E a Direção-Geral de Reinserção e Serviços Prisionais (DGRSP) tenciona manter, "até indicação em contrário da Saúde Pública, as visitas aos reclusos", confirmou ao DN fonte oficial daquele organismo. A Direção-Geral invoca a norma ii) da alínea d) do art. 8.º do Decreto N.º 3- A/2021, que "consente expressamente as visitas a reclusos e a jovens internados em centros educativos", os últimos também sob a tutela da DGRSP.
Em qualquer dos casos, as visitas carecem de marcação prévia, têm periodicidade semanal e estão limitadas a um número máximo de dois visitantes por recluso, "estando todos os envolvidos nos atos de visita obrigados ao uso de máscara e ao distanciamento físico", adianta a mesma fonte.
De resto, as visitas têm lugar em "parlatórios" que foram adaptados com separadores acrílicos. "A preparação dos parlatórios implicou a instalação de 675 cabinas de visita, num investimento que rondou os 300 mil euros. Mas sempre que são detetados casos de covid-19 num estabelecimento prisional, as visitas são temporariamente suspensas até a situação estar totalmente resolvida."
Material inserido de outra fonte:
use crate::error::CollectionError;
use crate::metrics::collector::Collector;
use serde_json::Value;
use std::sync::Arc;
use tokio::sync::{OwnedSemaphorePermit, Semaphore};

/// Bounded pool of blocking threads that run collectors.
///
/// At most `size` collectors run at the same time; further calls wait for a
/// permit. The permit travels with the blocking job, so it is only released
/// once the collector actually returns.
#[derive(Debug, Clone)]
pub struct WorkerPool {
    permits: Arc<Semaphore>,
    size: usize,
}

impl WorkerPool {
    pub fn new(size: usize) -> Self {
        let size = size.max(1);
        Self {
            permits: Arc::new(Semaphore::new(size)),
            size,
        }
    }

    pub fn size(&self) -> usize {
        self.size
    }

    /// Permits not currently held by a running collector.
    pub fn available(&self) -> usize {
        self.permits.available_permits()
    }

    /// Run one collection on the pool.
    pub async fn collect(&self, collector: Arc<dyn Collector>) -> Result<Value, CollectionError> {
        self.run(collector, None).await
    }

    /// Like [`collect`](Self::collect), but `held` moves into the blocking
    /// job and is released only when the collector returns, even if the
    /// caller was dropped or aborted before then.
    pub async fn collect_holding(
        &self,
        collector: Arc<dyn Collector>,
        held: OwnedSemaphorePermit,
    ) -> Result<Value, CollectionError> {
        self.run(collector, Some(held)).await
    }

    async fn run(
        &self,
        collector: Arc<dyn Collector>,
        held: Option<OwnedSemaphorePermit>,
    ) -> Result<Value, CollectionError> {
        let permit = Arc::clone(&self.permits)
            .acquire_owned()
            .await
            .map_err(|e| CollectionError::Failed(format!("worker pool closed: {}", e)))?;

        let job = tokio::task::spawn_blocking(move || {
            let _permits = (permit, held);
            collector.collect()
        });

        match job.await {
            Ok(result) => result,
            Err(e) if e.is_panic() => Err(CollectionError::Panicked(panic_message(e.into_panic()))),
            Err(e) => Err(CollectionError::Failed(e.to_string())),
        }
    }
}

pub(crate) fn panic_message(payload: Box<dyn std::any::Any + Send>) -> String {
    if let Some(msg) = payload.downcast_ref::<&str>() {
        msg.to_string()
    } else if let Some(msg) = payload.downcast_ref::<String>() {
        msg.clone()
    } else {
        "unknown panic".to_string()
    }
}
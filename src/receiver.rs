use crate::broadcast::Broadcaster;
use crate::config::Config;
use crate::error::ReceiverError;
use crate::history::HistoryBuffer;
use crate::persistence::{Persistence, PersistJob, PersistenceQueue};
use crate::secret::{redact, SecretStore};
use crate::types::{EventRecord, Notification, StoredEvent, WebhookBatch, WebhookRegistration};
use crate::verification::{SignatureCheck, UnverifiedReason};
use axum::http::{HeaderMap, HeaderValue};
use chrono::Utc;
use serde_json::Value;
use std::sync::Arc;
use tokio::task::JoinHandle;
use tracing::{debug, info, warn};
use uuid::Uuid;

/// Challenge header of the handshake. `HeaderMap` lookups are
/// case-insensitive.
pub const HOOK_SECRET_HEADER: &str = "x-hook-secret";
pub const HOOK_SIGNATURE_HEADER: &str = "x-hook-signature";

/// Everything the request handlers share.
#[derive(Clone)]
pub struct AppState {
    pub config: Arc<Config>,
    pub secret: SecretStore,
    pub history: Arc<HistoryBuffer>,
    pub broadcaster: Arc<Broadcaster>,
    pub persistence: PersistenceQueue,
    /// Read side of the store, for the reporting endpoints.
    pub store: Arc<dyn Persistence>,
}

impl AppState {
    /// Build the shared state and spawn the persistence worker.
    pub fn new(config: Config, store: Arc<dyn Persistence>) -> (Self, JoinHandle<()>) {
        let history = Arc::new(HistoryBuffer::new(config.max_history));
        let broadcaster = Arc::new(Broadcaster::new(Arc::clone(&history)));
        let (persistence, worker) =
            PersistenceQueue::spawn(Arc::clone(&store), config.persist_queue_capacity);

        let secret = SecretStore::new();
        if let Some(initial) = config.initial_secret.as_deref() {
            secret.set(initial);
            info!(secret = %redact(initial), "webhook secret pre-bound from configuration");
        }

        let state = Self {
            config: Arc::new(config),
            secret,
            history,
            broadcaster,
            persistence,
            store,
        };
        (state, worker)
    }

    /// Bind the challenge as the current secret, queue the registration
    /// write and notify observers. Never fails: the caller answers the
    /// sender regardless of what happens here.
    pub fn handle_handshake(&self, challenge: &str, body: &[u8]) -> HandshakeOutcome {
        let rebound = self.secret.set(challenge);

        let info: Value = serde_json::from_slice(body).unwrap_or(Value::Null);
        let webhook_gid = text(&info, "webhook_gid").unwrap_or_else(synthetic_webhook_gid);

        let now = Utc::now();
        self.persistence.dispatch(PersistJob::SaveWebhook(WebhookRegistration {
            webhook_gid: webhook_gid.clone(),
            resource_gid: text(&info, "resource").unwrap_or_else(|| "unknown".to_string()),
            resource_type: text(&info, "resource_type").unwrap_or_else(|| "unknown".to_string()),
            target_url: self.config.webhook_url(),
            secret: challenge.to_string(),
            active: true,
            event_count: 0,
            last_event_at: None,
            created_at: now,
            updated_at: now,
        }));

        self.broadcaster.publish(&Notification::Handshake {
            hook_secret: redact(challenge),
            secret_saved: true,
            webhook_gid: webhook_gid.clone(),
            timestamp: now,
        });

        info!(
            webhook_gid = %webhook_gid,
            secret = %redact(challenge),
            rebound,
            "handshake completed"
        );
        HandshakeOutcome { webhook_gid, rebound }
    }

    /// Authenticate and ingest one event batch.
    ///
    /// `body` is the exact request body. A present-but-wrong signature
    /// rejects the whole batch before anything is recorded.
    pub fn ingest_batch(
        &self,
        signature: Option<&str>,
        body: &[u8],
    ) -> Result<IngestOutcome, ReceiverError> {
        // Read the secret now, not at request start: a handshake may have
        // rebound it in between.
        let secret = self.secret.get();
        let check = SignatureCheck::evaluate(body, signature, secret.as_deref());

        match check {
            SignatureCheck::Rejected => {
                warn!(bytes = body.len(), "rejecting batch with invalid signature");
                self.broadcaster.publish(&Notification::Error {
                    error: "Invalid signature".to_string(),
                    timestamp: Utc::now(),
                });
                return Err(ReceiverError::InvalidSignature);
            }
            SignatureCheck::Unverified(UnverifiedReason::NoSecretBound) => {
                warn!("signed batch accepted unverified: no secret bound yet");
            }
            SignatureCheck::Unverified(UnverifiedReason::NoSignature) => {
                debug!("unsigned batch accepted unverified");
            }
            SignatureCheck::Verified => {}
        }

        let batch: WebhookBatch = if body.iter().all(u8::is_ascii_whitespace) {
            WebhookBatch::default()
        } else {
            serde_json::from_slice(body)?
        };

        let parent_gid = batch.parent_gid();
        let webhook_gid = parent_gid.clone().unwrap_or_else(synthetic_webhook_gid);
        let verified = check.is_verified();

        let records = batch
            .into_events()
            .iter()
            .enumerate()
            .map(|(i, event)| EventRecord::from_event(event, Utc::now(), verified).with_index(i + 1))
            .collect();
        let stored = self.broadcaster.record_batch(records);
        for record in &stored {
            self.persistence.dispatch(PersistJob::SaveEvent {
                event: StoredEvent::from_record(record, &webhook_gid),
                stats_for: parent_gid.clone(),
            });
        }
        let processed = stored.len();

        info!(processed, verification = check.label(), "batch ingested");
        Ok(IngestOutcome { processed, check })
    }

    /// Empty the in-memory history and notify observers.
    pub fn clear_history(&self) -> usize {
        self.broadcaster.clear_history()
    }
}

#[derive(Debug, Clone, PartialEq, Eq)]
pub struct HandshakeOutcome {
    pub webhook_gid: String,
    /// A secret was already bound and has been replaced.
    pub rebound: bool,
}

#[derive(Debug, Clone, Copy, PartialEq, Eq)]
pub struct IngestOutcome {
    pub processed: usize,
    pub check: SignatureCheck,
}

/// Raw challenge header. Its presence alone makes the request a
/// handshake, whatever the value.
pub fn handshake_challenge(headers: &HeaderMap) -> Option<&HeaderValue> {
    headers.get(HOOK_SECRET_HEADER)
}

/// Challenge value usable as a secret: visible ASCII, non-empty.
pub fn challenge_secret(value: &HeaderValue) -> Option<&str> {
    value.to_str().ok().filter(|v| !v.is_empty())
}

pub fn signature_header(headers: &HeaderMap) -> Option<&str> {
    headers
        .get(HOOK_SIGNATURE_HEADER)
        .and_then(|v| v.to_str().ok())
        .filter(|v| !v.is_empty())
}

fn text(v: &Value, key: &str) -> Option<String> {
    match v.get(key)? {
        Value::String(s) if !s.is_empty() => Some(s.clone()),
        Value::Number(n) => Some(n.to_string()),
        _ => None,
    }
}

fn synthetic_webhook_gid() -> String {
    format!("webhook_{}", &Uuid::new_v4().simple().to_string()[..8])
}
Mas os guardas prisionais com quem o DN falou não confirmam o cabal cumprimento desta norma. "Nós já tivemos casos nesta segunda vaga e as visitas não foram suspensas. Da mesma maneira que, ao princípio, faziam testes a toda a gente que tivesse estado em contacto com um recluso infetado, mas isso agora não está a acontecer. Se não houver sintomas, a vida segue o curso normal dentro das prisões", adianta a mesma fonte.
Entretanto, é verdade que os serviços prisionais têm facilitado e implementado as videochamadas entre reclusos e o exterior. Em 2020 "realizaram-se 20 126 videovisitas de reclusos e jovens com familiares", revela o Centro de Competências de Comunicação e Relações Externas da DGRSP.
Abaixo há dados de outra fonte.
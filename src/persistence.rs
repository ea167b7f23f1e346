use crate::error::StoreError;
use crate::types::{
    EventFilter, EventQuery, StoreStats, StoredEvent, WebhookRegistration,
};
use async_trait::async_trait;
use std::sync::atomic::{AtomicU64, Ordering};
use std::sync::Arc;
use tokio::sync::mpsc::{self, error::TrySendError};
use tokio::task::JoinHandle;
use tracing::{debug, warn};

/// Durable side of the receiver: webhook registrations and the event log.
#[async_trait]
pub trait Persistence: Send + Sync {
    /// Upsert by `webhook_gid`. An existing row keeps its counters and
    /// gets the new secret.
    async fn save_webhook(&self, webhook: WebhookRegistration) -> Result<WebhookRegistration, StoreError>;

    /// Append to the event log. Returns the event with its assigned id.
    async fn save_event(&self, event: StoredEvent) -> Result<StoredEvent, StoreError>;

    /// Bump `event_count` and `last_event_at`. Returns `None` for an
    /// unknown webhook.
    async fn update_webhook_stats(&self, webhook_gid: &str) -> Result<Option<WebhookRegistration>, StoreError>;

    async fn list_webhooks(&self) -> Result<Vec<WebhookRegistration>, StoreError>;

    async fn recent_events(&self, query: &EventQuery) -> Result<Vec<StoredEvent>, StoreError>;

    async fn count_events(&self, filter: &EventFilter) -> Result<usize, StoreError>;

    async fn stats(&self) -> Result<StoreStats, StoreError>;
}

/// Deferred write dispatched from the request path.
#[derive(Debug, Clone)]
pub enum PersistJob {
    SaveWebhook(WebhookRegistration),
    /// Save the event, then bump the stats of `stats_for` if set.
    SaveEvent {
        event: StoredEvent,
        stats_for: Option<String>,
    },
}

impl PersistJob {
    fn label(&self) -> &'static str {
        match self {
            PersistJob::SaveWebhook(_) => "save_webhook",
            PersistJob::SaveEvent { .. } => "save_event",
        }
    }

    async fn run(self, store: &dyn Persistence) -> Result<(), StoreError> {
        match self {
            PersistJob::SaveWebhook(webhook) => {
                let saved = store.save_webhook(webhook).await?;
                debug!(webhook_gid = %saved.webhook_gid, "webhook registration saved");
            }
            PersistJob::SaveEvent { event, stats_for } => {
                let saved = store.save_event(event).await?;
                debug!(event_id = %saved.id, "event saved");
                if let Some(gid) = stats_for {
                    if store.update_webhook_stats(&gid).await?.is_none() {
                        debug!(webhook_gid = %gid, "stats update for unregistered webhook");
                    }
                }
            }
        }
        Ok(())
    }
}

#[derive(Debug, Default)]
struct QueueCounters {
    failed: AtomicU64,
    dropped: AtomicU64,
}

/// Fire-and-forget dispatcher in front of a [`Persistence`] store.
///
/// `dispatch` never waits: jobs go onto a bounded queue drained in order by
/// one detached worker. Failures are logged and counted, never returned to
/// the dispatching call site.
#[derive(Clone)]
pub struct PersistenceQueue {
    tx: mpsc::Sender<PersistJob>,
    counters: Arc<QueueCounters>,
}

impl PersistenceQueue {
    /// Spawn the worker. It stops once every queue handle is dropped and
    /// the backlog is drained.
    pub fn spawn(store: Arc<dyn Persistence>, capacity: usize) -> (Self, JoinHandle<()>) {
        let (tx, mut rx) = mpsc::channel::<PersistJob>(capacity.max(1));
        let counters = Arc::new(QueueCounters::default());

        let worker_counters = Arc::clone(&counters);
        let worker = tokio::spawn(async move {
            while let Some(job) = rx.recv().await {
                let label = job.label();
                if let Err(e) = job.run(store.as_ref()).await {
                    worker_counters.failed.fetch_add(1, Ordering::Relaxed);
                    warn!(job = label, error = %e, "persistence job failed");
                }
            }
            debug!("persistence worker stopped");
        });

        (Self { tx, counters }, worker)
    }

    pub fn dispatch(&self, job: PersistJob) {
        if let Err(e) = self.tx.try_send(job) {
            self.counters.dropped.fetch_add(1, Ordering::Relaxed);
            let (reason, job) = match e {
                TrySendError::Full(job) => ("queue full", job),
                TrySendError::Closed(job) => ("worker stopped", job),
            };
            warn!(job = job.label(), reason, "persistence job dropped");
        }
    }

    /// Jobs that ran and failed.
    pub fn failures(&self) -> u64 {
        self.counters.failed.load(Ordering::Relaxed)
    }

    /// Jobs that never ran.
    pub fn dropped(&self) -> u64 {
        self.counters.dropped.load(Ordering::Relaxed)
    }
}
use crate::types::EventRecord;
use std::collections::VecDeque;
use std::sync::Mutex;

/// Bounded, most-recent-first list of event records.
pub struct HistoryBuffer {
    capacity: usize,
    entries: Mutex<VecDeque<EventRecord>>,
}

impl HistoryBuffer {
    pub fn new(capacity: usize) -> Self {
        let capacity = capacity.max(1);
        Self {
            capacity,
            entries: Mutex::new(VecDeque::with_capacity(capacity)),
        }
    }

    pub fn capacity(&self) -> usize {
        self.capacity
    }

    /// Prepend `record`, dropping the oldest entries beyond capacity.
    ///
    /// `received_at` is clamped so it never precedes the current head,
    /// keeping arrival order and timestamp order identical even if the
    /// wall clock steps backwards. Returns the record as stored.
    pub fn append(&self, mut record: EventRecord) -> EventRecord {
        let mut entries = self.entries.lock().unwrap_or_else(|e| e.into_inner());
        if let Some(head) = entries.front() {
            if record.received_at < head.received_at {
                record.received_at = head.received_at;
            }
        }
        entries.push_front(record.clone());
        entries.truncate(self.capacity);
        record
    }

    /// Point-in-time copy, most recent first.
    pub fn snapshot(&self) -> Vec<EventRecord> {
        let entries = self.entries.lock().unwrap_or_else(|e| e.into_inner());
        entries.iter().cloned().collect()
    }

    /// Empty the buffer, returning how many entries were removed.
    pub fn clear(&self) -> usize {
        let mut entries = self.entries.lock().unwrap_or_else(|e| e.into_inner());
        let count = entries.len();
        entries.clear();
        count
    }

    pub fn len(&self) -> usize {
        self.entries.lock().unwrap_or_else(|e| e.into_inner()).len()
    }

    pub fn is_empty(&self) -> bool {
        self.len() == 0
    }
}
No final desta semana, e num universo de 20 mil pessoas (entre trabalhadores, reclusos e jovens internados em centros educativos), registavam-se 213 casos ativos entre os reclusos (são 11 239 ao todo, e há já 710 recuperados, que estiveram infetados por covid-19 nos últimos meses); apenas cinco casos ativos entre jovens dos centros educativos (até agora só houve registo de mais quatro) e 115 casos ativos entre os trabalhadores do quadro da DGRSP.
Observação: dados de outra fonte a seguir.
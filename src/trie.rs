//! Provides a prefix tree which maps keys composed of sequences of atoms
//! to values.
//!
//! Atoms must support the TrieAtom trait. Any `IntoIterator` over atoms
//! can be used as a key, so the caller decides the granularity of a key:
//!  - chars
//!  - grapheme clusters
//!  - &str ('words')
//!  - numbers
//!
//! Every node on a stored path "exists", whether or not it holds a value.
//! [`Trie::exist`] answers whether a path exists, [`Trie::get`] answers
//! whether a value is stored at the end of it.
//!
//! Example 1
//! ```
//! use keytrie::trie::Trie;
//!
//! let mut trie: Trie<char, usize> = Trie::new();
//! assert!(trie.set("abcdef".chars(), 6));
//! assert!(trie.set("abc".chars(), 3));
//!
//! assert_eq!(trie.get("abcdef".chars()), Some(&6));
//! assert_eq!(trie.get(['a', 'b', 'c']), Some(&3));
//!
//! // "abcd" is on the path to "abcdef" but holds no value
//! assert!(trie.exist("abcd".chars()));
//! assert_eq!(trie.get("abcd".chars()), None);
//!
//! assert!(trie.del("abcdef".chars()));
//! assert!(!trie.exist("abcd".chars()));
//! assert_eq!(trie.get("abc".chars()), Some(&3));
//! ```
//!
//! Example 2
//! ```
//! use keytrie::trie::Trie;
//!
//! let mut trie: Trie<&str, u32> = Trie::new();
//! let input = "the quick brown fox".split_whitespace();
//! trie.set(input.clone(), 4);
//!
//! assert!(trie.exist("the quick".split_whitespace()));
//! assert_eq!(trie.get(input.clone()), Some(&4));
//! assert!(trie.del(input.clone()));
//! assert!(!trie.exist(input));
//! ```
//!
//! The empty key is never valid, and `None` is reserved to mean "no
//! value", so it cannot be stored.
//!
//! Example 3
//! ```
//! use keytrie::trie::Trie;
//!
//! let mut trie: Trie<char, u32> = Trie::new();
//! assert!(!trie.set("".chars(), 1));
//! assert!(!trie.set("abc".chars(), None::<u32>));
//! assert!(!trie.exist("abc".chars()));
//! assert!(trie.set("abc".chars(), Some(1)));
//! ```

use std::collections::btree_map::Entry;

use tracing::{debug, trace};

use crate::error::TrieError;
use crate::node::Node;

#[cfg(feature = "serde")]
use serde_crate::{Deserialize, Serialize};

/// Atoms which we wish to store in a Trie must implement
/// TrieAtom.
pub trait TrieAtom: Copy + Default + Ord {}

// Blanket implementation which satisfies the compiler
impl<A> TrieAtom for A
where
    A: Copy + Default + Ord,
{
    // Nothing to implement, since A already supports the other traits.
}

/// Stores a key of atoms as individual nodes.
#[derive(Clone, Debug, PartialEq)]
#[cfg_attr(
    feature = "serde",
    derive(Serialize, Deserialize),
    serde(crate = "serde_crate")
)]
pub struct Trie<A: TrieAtom, V> {
    pub(crate) root: Node<A, V>,
}

/// A Trie keyed by chars.
pub type TrieString<V> = Trie<char, V>;

impl<A: TrieAtom, V> Default for Trie<A, V> {
    fn default() -> Self {
        Self::new()
    }
}

impl<A: TrieAtom, V> Trie<A, V> {
    /// Create a new, empty Trie.
    pub fn new() -> Self {
        Self { root: Node::root() }
    }

    /// Can the whole path of `key` be walked from the root? Valueless
    /// interior nodes count.
    pub fn exist<K: IntoIterator<Item = A>>(&self, key: K) -> bool {
        self.terminal(key).is_some()
    }

    /// Get a reference to the value stored at the end of `key`.
    ///
    /// `None` either means the path does not exist or that it holds no
    /// value. Use [`Trie::exist`] to tell them apart.
    pub fn get<K: IntoIterator<Item = A>>(&self, key: K) -> Option<&V> {
        self.terminal(key).and_then(|node| node.value.as_ref())
    }

    /// Store `value` at the end of `key`, creating the path as needed. An
    /// existing value is overwritten.
    ///
    /// Returns false, leaving the Trie untouched, if the key is empty or
    /// `value` is `None`.
    pub fn set<K, T>(&mut self, key: K, value: T) -> bool
    where
        K: IntoIterator<Item = A>,
        T: Into<Option<V>>,
    {
        match self.set_internal(key, value.into()) {
            Ok(()) => true,
            Err(error) => {
                debug!(%error, "set rejected");
                false
            }
        }
    }

    /// Remove the value stored at the end of `key` and prune whatever part
    /// of its path no longer leads to a value.
    ///
    /// Returns true if the whole path of `key` existed.
    pub fn del<K: IntoIterator<Item = A>>(&mut self, key: K) -> bool {
        let atoms: Vec<A> = key.into_iter().collect();
        let prune_at = match self.prune_point(&atoms) {
            Ok(prune_at) => prune_at,
            Err(error) => {
                debug!(%error, "del rejected");
                return false;
            }
        };

        match prune_at {
            Some(depth) => {
                if let Some(parent) = self.root.descend_mut(atoms[..depth].iter().copied()) {
                    parent.children.remove(&atoms[depth]);
                    trace!(depth, len = atoms.len(), "pruned dead branch");
                }
            }
            None => {
                if let Some(terminal) = self.root.descend_mut(atoms.iter().copied()) {
                    terminal.value = None;
                    trace!(len = atoms.len(), "cleared value in place");
                }
            }
        }
        true
    }

    fn terminal<K: IntoIterator<Item = A>>(&self, key: K) -> Option<&Node<A, V>> {
        let mut atoms = key.into_iter().peekable();
        atoms.peek()?;
        self.root.descend(atoms)
    }

    fn set_internal<K: IntoIterator<Item = A>>(
        &mut self,
        key: K,
        value: Option<V>,
    ) -> Result<(), TrieError> {
        let value = value.ok_or(TrieError::AbsentValue)?;
        let mut atoms = key.into_iter().peekable();
        atoms.peek().ok_or(TrieError::EmptyKey)?;

        let mut node = &mut self.root;
        while let Some(atom) = atoms.next() {
            match node.children.entry(atom) {
                Entry::Occupied(entry) => node = entry.into_mut(),
                Entry::Vacant(entry) => {
                    // Nothing below here matches, so the rest of the key is new.
                    node = entry.insert(Node::new(atom)).extend(atoms);
                    break;
                }
            }
        }
        node.value = Some(value);
        Ok(())
    }

    /// Work out where deleting `atoms` should cut the tree.
    ///
    /// `Ok(Some(depth))` means the child reached by `atoms[depth]` from the
    /// node at `atoms[..depth]` heads a dead branch and must be detached.
    /// `Ok(None)` means nothing can be pruned and the terminal value is
    /// cleared in place.
    fn prune_point(&self, atoms: &[A]) -> Result<Option<usize>, TrieError> {
        let (last, path) = atoms.split_last().ok_or(TrieError::EmptyKey)?;

        let mut node = &self.root;
        let mut candidate = None;
        for (depth, atom) in path.iter().enumerate() {
            node = node.children.get(atom).ok_or(TrieError::MissingPath)?;
            if node.value.is_some() || node.children.len() > 1 {
                // Anything above here is still needed.
                candidate = None;
            } else if candidate.is_none() {
                candidate = Some(depth);
            }
        }

        // The terminal's own value is going away; only a child keeps it.
        let terminal = node.children.get(last).ok_or(TrieError::MissingPath)?;
        if !terminal.children.is_empty() {
            candidate = None;
        } else if candidate.is_none() {
            candidate = Some(path.len());
        }
        Ok(candidate)
    }
}
//! Walk through how deletes prune the tree. Run with
//! `RUST_LOG=keytrie=trace cargo run --example pruning` to see each
//! pruning decision.

use keytrie::trie::TrieString;
use tracing_subscriber::EnvFilter;

fn show(trie: &TrieString<u32>, keys: &[&str]) {
    for key in keys {
        println!(
            "  {:<8} exist: {:<5} get: {:?}",
            key,
            trie.exist(key.chars()),
            trie.get(key.chars())
        );
    }
}

fn main() {
    tracing_subscriber::fmt()
        .with_env_filter(EnvFilter::from_default_env())
        .init();

    let keys = ["a", "ab", "abc", "abcd", "abc1", "abc12", "abc123"];
    let mut trie = TrieString::<u32>::new();
    for (key, value) in [("a", 100), ("ab", 200), ("abc", 300), ("abcd", 400), ("abc123", 500)] {
        trie.set(key.chars(), value);
    }
    println!("populated");
    show(&trie, &keys);

    trie.del("abc123".chars());
    println!("after del(\"abc123\")");
    show(&trie, &keys);

    trie.del("abc".chars());
    println!("after del(\"abc\")");
    show(&trie, &keys);

    // Rejected inputs leave the trie alone
    assert!(!trie.set("".chars(), 1));
    assert!(!trie.set("zzz".chars(), None::<u32>));
    assert!(!trie.del("nope".chars()));
}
Sempre que se verificam casos de infeção que requerem cuidados hospitalares, os reclusos são transferidos para Caxias (Lisboa) ou Custoias (Porto). Ontem, ficou a saber-se que o Estabelecimento Prisional do Porto (conhecido como cadeia de Custoias), em Matosinhos, transformou um dos pavilhões em enfermaria para tratar reclusos infetados.
Para a nova ala serão ainda transferidos reclusos de outras prisões no norte do país que tenham testado positivo. De acordo com a notícia avançada pela TVI, os cerca de 150 reclusos que estavam naquela ala serão agora transferidos "para outras alas ou para outros estabelecimentos prisionais".
Recorde-se que no final da semana passada foi detetado um surto de covid-19 na referida cadeia, o que levou à suspensão das visitas.